The documentation in literature about the evolution of these patients is very confused. The group of patients who will improve and the one who won’t, it is not clearly defined. Rhoton maintains that the greater benefit of the surgery is to delay the advance of the pathology. The morbidity and present operating mortality are very small. In general it is accepted that the symptoms due to compression of the cerebral trunk (specially the cervicocefalalgia) have a good response to the surgery, disappearing in some cases. Also the cerebelum syndrome has a good answer.

According to William Bell and col. children as much as adolescents and adults respond better to the descompression surgery than children younger than one year old, who in general present a little answer. This one could be because the compression within the first year of life can produce isquemic damage in the cerebral trunk or because these children would present a neurological citoarquitecture previously altered. The postsurgical clinical improvement of the muscular weakness is only observed in 16-50 % of the patients. Worse results are observed when there is a muscular atrophy, since rarely some improvement after the surgery has been verified.

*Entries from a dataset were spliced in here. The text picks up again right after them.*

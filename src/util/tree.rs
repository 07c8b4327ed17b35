// ============================================================================
// src/util/tree.rs – Directory tree copy for module installation
// ============================================================================

use crate::error::{PatchError, PatchResult};
use std::fs;
use std::io;
use std::path::Path;
use walkdir::WalkDir;

/// Recursively copy `src` onto `dst`, overwriting files that already exist.
/// Returns the number of files copied.
pub fn copy_tree(src: &Path, dst: &Path) -> PatchResult<usize> {
    if !src.is_dir() {
        return Err(PatchError::io(
            "copy module tree from",
            src,
            io::Error::new(io::ErrorKind::NotFound, "source is not a directory"),
        ));
    }

    let mut copied = 0;
    for entry in WalkDir::new(src).follow_links(false) {
        let entry = entry.map_err(|e| {
            let path = e.path().unwrap_or(src).to_path_buf();
            PatchError::io("walk", path, io::Error::other(e.to_string()))
        })?;
        let rel = entry
            .path()
            .strip_prefix(src)
            .map_err(|e| PatchError::io("relativise", entry.path(), io::Error::other(e)))?;
        let target = dst.join(rel);

        let file_type = entry.file_type();
        if file_type.is_dir() {
            fs::create_dir_all(&target).map_err(|e| PatchError::io("create", &target, e))?;
        } else if file_type.is_symlink() {
            let link = fs::read_link(entry.path())
                .map_err(|e| PatchError::io("read link", entry.path(), e))?;
            if fs::symlink_metadata(&target).is_ok() {
                fs::remove_file(&target).map_err(|e| PatchError::io("replace", &target, e))?;
            }
            std::os::unix::fs::symlink(&link, &target)
                .map_err(|e| PatchError::io("symlink", &target, e))?;
            copied += 1;
        } else {
            fs::copy(entry.path(), &target).map_err(|e| PatchError::io("copy to", &target, e))?;
            copied += 1;
        }
    }
    Ok(copied)
}
// ============================================================================
// src/error.rs – Typed failures for the boot-pipeline patcher
// ============================================================================

use std::io;
use std::path::PathBuf;
use std::time::Duration;
use thiserror::Error;

pub type PatchResult<T> = Result<T, PatchError>;

#[derive(Debug, Error)]
pub enum PatchError {
    /// The expected fragment never showed up in the tool's output.
    #[error("could not find {what} in output of `{command}`")]
    Extraction { what: String, command: String },

    #[error("`{command}` exited with status {status}: {stderr}")]
    CommandFailed {
        command: String,
        status: i32,
        stderr: String,
    },

    #[error("`{command}` timed out after {after:?}")]
    TimedOut { command: String, after: Duration },

    #[error("failed to spawn `{command}`: {source}")]
    Spawn {
        command: String,
        #[source]
        source: io::Error,
    },

    #[error("program {program} is not in the tool allowlist")]
    NotAllowlisted { program: PathBuf },

    #[error("{action} {}: {source}", path.display())]
    Io {
        action: &'static str,
        path: PathBuf,
        #[source]
        source: io::Error,
    },

    #[error("configuration error: {0}")]
    Config(String),
}

impl PatchError {
    pub fn io(action: &'static str, path: impl Into<PathBuf>, source: io::Error) -> Self {
        PatchError::Io {
            action,
            path: path.into(),
            source,
        }
    }

    pub fn is_timeout(&self) -> bool {
        matches!(self, PatchError::TimedOut { .. })
    }

    /// True when the failure is a filesystem target that does not exist.
    pub fn is_not_found(&self) -> bool {
        matches!(self, PatchError::Io { source, .. } if source.kind() == io::ErrorKind::NotFound)
    }
}
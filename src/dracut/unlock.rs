// ============================================================================
// src/dracut/unlock.rs – Install the auto-unlock dracut module
// ============================================================================

use crate::config::UnlockModule;
use crate::error::{PatchError, PatchResult};
use crate::extract::Pattern;
use crate::host::Host;
use crate::layout::SystemLayout;
use crate::util::textpatch::LinePatch;
use crate::util::tree::copy_tree;
use serde::Serialize;
use std::fs;
use std::path::{Path, PathBuf};
use tracing::{debug, info, warn};

#[derive(Debug, Clone, Serialize)]
pub struct ModuleInstall {
    pub module_dir: PathBuf,
    pub files_copied: usize,
    /// Block device backing the active root mapping.
    pub root_device: String,
    pub partition: String,
    /// A previously installed copy was swapped out.
    pub replaced: bool,
    pub crypttab_changed: bool,
}

/// Only meaningful while the root mapping is open.
pub fn mapping_active(host: &Host<'_>) -> bool {
    host.layout.mapping_node().exists()
}

/// Bind the module's udev rule to the partition that backs the live root
/// mapping, then swap it into modules.d. Both device queries run before
/// modules.d is touched, and the new copy is assembled in a staging sibling,
/// so any failure leaves the installed module exactly as it was.
pub fn install(host: &Host<'_>, module: &UnlockModule) -> PatchResult<ModuleInstall> {
    let layout = host.layout;
    let root_device = root_device(host)?;
    let partition = partition_of(host, &root_device)?;

    let staging = layout.unlock_module_staging_dir();
    let files_copied = stage(&staging, module, &partition, layout)
        .inspect_err(|_| discard(&staging))?;
    info!(
        src = %module.source_dir.display(),
        staging = %staging.display(),
        files = files_copied,
        partition = %partition,
        "staged unlock module"
    );

    let module_dir = layout.unlock_module_dir();
    let replaced = swap_into_place(&staging, &module_dir, layout)?;
    info!(dst = %module_dir.display(), replaced, "installed unlock module");

    // The locked fallback entry would race the module's own unlock.
    let crypttab = layout.crypttab();
    let locked_entry = format!("{}-locked", layout.mapping_name());
    let crypttab_changed = match LinePatch::new().delete_matching(&locked_entry).apply(&crypttab) {
        Ok(outcome) => outcome.changed,
        Err(err) if err.is_not_found() => {
            debug!(path = %crypttab.display(), "no crypttab; nothing to disable");
            false
        }
        Err(err) => return Err(err),
    };

    host.audit(
        "MODULE_INSTALLED",
        &format!("device={root_device} partition={partition}"),
    );

    Ok(ModuleInstall {
        module_dir,
        files_copied,
        root_device,
        partition,
        replaced,
        crypttab_changed,
    })
}

fn stage(
    staging: &Path,
    module: &UnlockModule,
    partition: &str,
    layout: &SystemLayout,
) -> PatchResult<usize> {
    discard(staging);
    let files_copied = copy_tree(&module.source_dir, staging)?;
    let rule = staging.join(layout.udev_rule().file_name().unwrap_or_default());
    let bound = LinePatch::new()
        .replace_first_per_line(&module.partition_placeholder, partition)
        .apply(&rule)?;
    if !bound.changed {
        return Err(PatchError::Config(format!(
            "{} has no {} placeholder",
            rule.display(),
            module.partition_placeholder
        )));
    }
    Ok(files_copied)
}

/// Park the live module, move the staged copy in, then drop the parked one.
/// If the move fails the parked module is put back.
fn swap_into_place(staging: &Path, module_dir: &Path, layout: &SystemLayout) -> PatchResult<bool> {
    let retired = layout.unlock_module_retired_dir();
    discard(&retired);
    let replaced = module_dir.exists();
    if replaced {
        fs::rename(module_dir, &retired).map_err(|e| PatchError::io("retire", module_dir, e))?;
    }
    if let Err(e) = fs::rename(staging, module_dir) {
        if replaced {
            if let Err(undo) = fs::rename(&retired, module_dir) {
                warn!(path = %retired.display(), %undo, "could not restore previous module");
            }
        }
        discard(staging);
        return Err(PatchError::io("install", module_dir, e));
    }
    discard(&retired);
    Ok(replaced)
}

fn discard(dir: &Path) {
    if dir.exists() {
        if let Err(err) = fs::remove_dir_all(dir) {
            warn!(path = %dir.display(), %err, "could not remove leftover module copy");
        }
    }
}

fn root_device(host: &Host<'_>) -> PatchResult<String> {
    let mapping = host.layout.mapping_name();
    let args = ["status", mapping];
    let out = host.query(&host.tools.cryptsetup, args)?;
    let command = format!("{} status {mapping}", host.tools.cryptsetup.display());
    let found = Pattern::marker("device:")?.extract(&out.stdout, &command)?;
    if found.is_ambiguous() {
        warn!(matches = found.match_count, device = %found.value, "several devices reported; using the first");
    }
    Ok(found.value)
}

fn partition_of(host: &Host<'_>, device: &str) -> PatchResult<String> {
    let name_arg = format!("--name={device}");
    let out = host.query_checked(
        &host.tools.udevadm,
        ["info", "--attribute-walk", name_arg.as_str()],
    )?;
    let command = format!(
        "{} info --attribute-walk {name_arg}",
        host.tools.udevadm.display()
    );
    let found = Pattern::quoted_attribute("partition")?.extract(&out.stdout, &command)?;
    if found.is_ambiguous() {
        warn!(matches = found.match_count, partition = %found.value, "several partitions reported; using the first");
    }
    Ok(found.value)
}
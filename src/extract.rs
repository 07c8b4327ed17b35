// ============================================================================
// src/extract.rs – Strict fragment extraction from free-text tool output
// ============================================================================
//
// Tool output is never scraped best-effort: a pattern either yields a value
// or the caller gets `PatchError::Extraction`. When a pattern matches more
// than once the first match wins; the match count travels with the value so
// callers can log the ambiguity.

use crate::error::{PatchError, PatchResult};
use regex::Regex;

#[derive(Debug, Clone)]
pub struct Pattern {
    what: String,
    regex: Regex,
}

#[derive(Debug, Clone, PartialEq, Eq)]
pub struct Extracted {
    pub value: String,
    pub match_count: usize,
}

impl Extracted {
    pub fn is_ambiguous(&self) -> bool {
        self.match_count > 1
    }
}

impl Pattern {
    /// `marker` followed by a value up to end of line, e.g. `device: /dev/sda2`.
    pub fn marker(marker: &str) -> PatchResult<Self> {
        Self::build(
            format!("{marker} marker"),
            &format!("(?m){}(.*)$", regex::escape(marker)),
        )
    }

    /// udev attribute-walk style `ATTR{name}=="value"`.
    pub fn quoted_attribute(name: &str) -> PatchResult<Self> {
        Self::build(
            format!("ATTR{{{name}}}"),
            &format!(r#"ATTR\{{{}\}}=="([^"]*)""#, regex::escape(name)),
        )
    }

    fn build(what: String, expr: &str) -> PatchResult<Self> {
        let regex = Regex::new(expr)
            .map_err(|e| PatchError::Config(format!("invalid pattern for {what}: {e}")))?;
        Ok(Self { what, regex })
    }

    /// Every non-empty captured value, trimmed, in output order.
    pub fn matches(&self, text: &str) -> Vec<String> {
        self.regex
            .captures_iter(text)
            .filter_map(|caps| caps.get(1))
            .map(|m| m.as_str().trim().to_string())
            .filter(|v| !v.is_empty())
            .collect()
    }

    /// `command` only labels the error; it is the command that produced `text`.
    pub fn extract(&self, text: &str, command: &str) -> PatchResult<Extracted> {
        let mut matches = self.matches(text);
        let match_count = matches.len();
        if match_count == 0 {
            return Err(PatchError::Extraction {
                what: self.what.clone(),
                command: command.to_string(),
            });
        }
        Ok(Extracted {
            value: matches.swap_remove(0),
            match_count,
        })
    }
}

#[cfg(test)]
mod tests {
    use super::*;

    const CRYPTSETUP_STATUS: &str = "/dev/mapper/osencrypt is active and is in use.
  type:    LUKS1
  cipher:  aes-xts-plain64
  keysize: 256 bits
  device:  /dev/sda2
  offset:  4096 sectors
  size:    62908383 sectors
  mode:    read/write
";

    const ATTRIBUTE_WALK: &str = r#"
  looking at device '/devices/pci0000:00/0000:00:07.1/ata1/host0/target0:0:0/0:0:0:0/block/sda/sda2':
    KERNEL=="sda2"
    SUBSYSTEM=="block"
    DRIVER==""
    ATTR{alignment_offset}=="0"
    ATTR{partition}=="2"
    ATTR{ro}=="0"
    ATTR{size}=="62912479"
"#;

    #[test]
    fn device_marker_yields_trimmed_path() {
        let pattern = Pattern::marker("device:").unwrap();
        let got = pattern
            .extract("type: LUKS1\ndevice: /dev/mapper/osencrypt\n", "cryptsetup status")
            .unwrap();
        assert_eq!(got.value, "/dev/mapper/osencrypt");
        assert!(!got.is_ambiguous());

        let got = pattern.extract(CRYPTSETUP_STATUS, "cryptsetup status").unwrap();
        assert_eq!(got.value, "/dev/sda2");
    }

    #[test]
    fn missing_marker_is_an_error_not_an_empty_string() {
        let pattern = Pattern::marker("device:").unwrap();
        let err = pattern
            .extract("/dev/mapper/osencrypt is inactive.\n", "cryptsetup status osencrypt")
            .unwrap_err();
        match err {
            PatchError::Extraction { what, command } => {
                assert_eq!(what, "device: marker");
                assert_eq!(command, "cryptsetup status osencrypt");
            }
            other => panic!("unexpected error {other:?}"),
        }
    }

    #[test]
    fn marker_with_blank_value_counts_as_absent() {
        let pattern = Pattern::marker("device:").unwrap();
        assert!(pattern.extract("device:   \n", "cryptsetup status").is_err());
    }

    #[test]
    fn partition_attribute_among_unrelated_lines() {
        let pattern = Pattern::quoted_attribute("partition").unwrap();
        let got = pattern.extract(ATTRIBUTE_WALK, "udevadm info").unwrap();
        assert_eq!(got.value, "2");

        let got = pattern
            .extract("ATTR{ro}==\"0\"\nATTR{partition}==\"3\"\nATTR{size}==\"9\"\n", "udevadm info")
            .unwrap();
        assert_eq!(got.value, "3");
    }

    #[test]
    fn partition_attribute_absent_fails() {
        let pattern = Pattern::quoted_attribute("partition").unwrap();
        let err = pattern
            .extract("    ATTR{ro}==\"0\"\n    ATTR{size}==\"62912479\"\n", "udevadm info")
            .unwrap_err();
        assert!(matches!(err, PatchError::Extraction { .. }));
    }

    #[test]
    fn multiple_matches_take_the_first_and_report_ambiguity() {
        let pattern = Pattern::quoted_attribute("partition").unwrap();
        let got = pattern
            .extract("ATTR{partition}==\"1\"\nATTR{partition}==\"5\"\n", "udevadm info")
            .unwrap();
        assert_eq!(got.value, "1");
        assert_eq!(got.match_count, 2);
        assert!(got.is_ambiguous());
    }
}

In the treatment of the syringomyelia syndrome the patients who do not have important motor deficit and who get operated soon obtain an important improvement; nevertheless symptoms can be left, in special those that affect the hands. In relation to this, Blond and col. (32) achieved a good result with RFP but without finding a statistically significant difference between this technique and the classic decompression of later grave.

With regard to the long tracks, there is an improvement more subjective than objetive defined with the clinical examination. There is no an exact correlation between the clinical evolution and the postoperating images. In some cases of improvement the cyst does not vary its size, on the contrary in some patients can be observed a total collapse of the cavities after the intervention without a clear clinical correlation.

For Pollack and col. the urgent decompression of the children with Chiari type II and symptoms of main trunk malfunction offers very good results. 10 of the 13 children treated with this methodology presentedd a clear and fast improvement of the symptoms after the surgery. 68% obtain a total or nearly total resolution of the symptoms, 12% present as after effects some moderate deficit and a 20% does not present improvement. Respiratory failures are the first cause of death, followed by meningitis/ventriculitis and broncoaspiration).

According to some studies with patients aged between 7 months to 6 years postoperating mortality was of the 37.8%. The preoperating state and the fast deterioration of the symptoms are the more important predictive factors. The paralysis of bilateral vocal cords is a very important and negative predictive factor resulted from the surgery.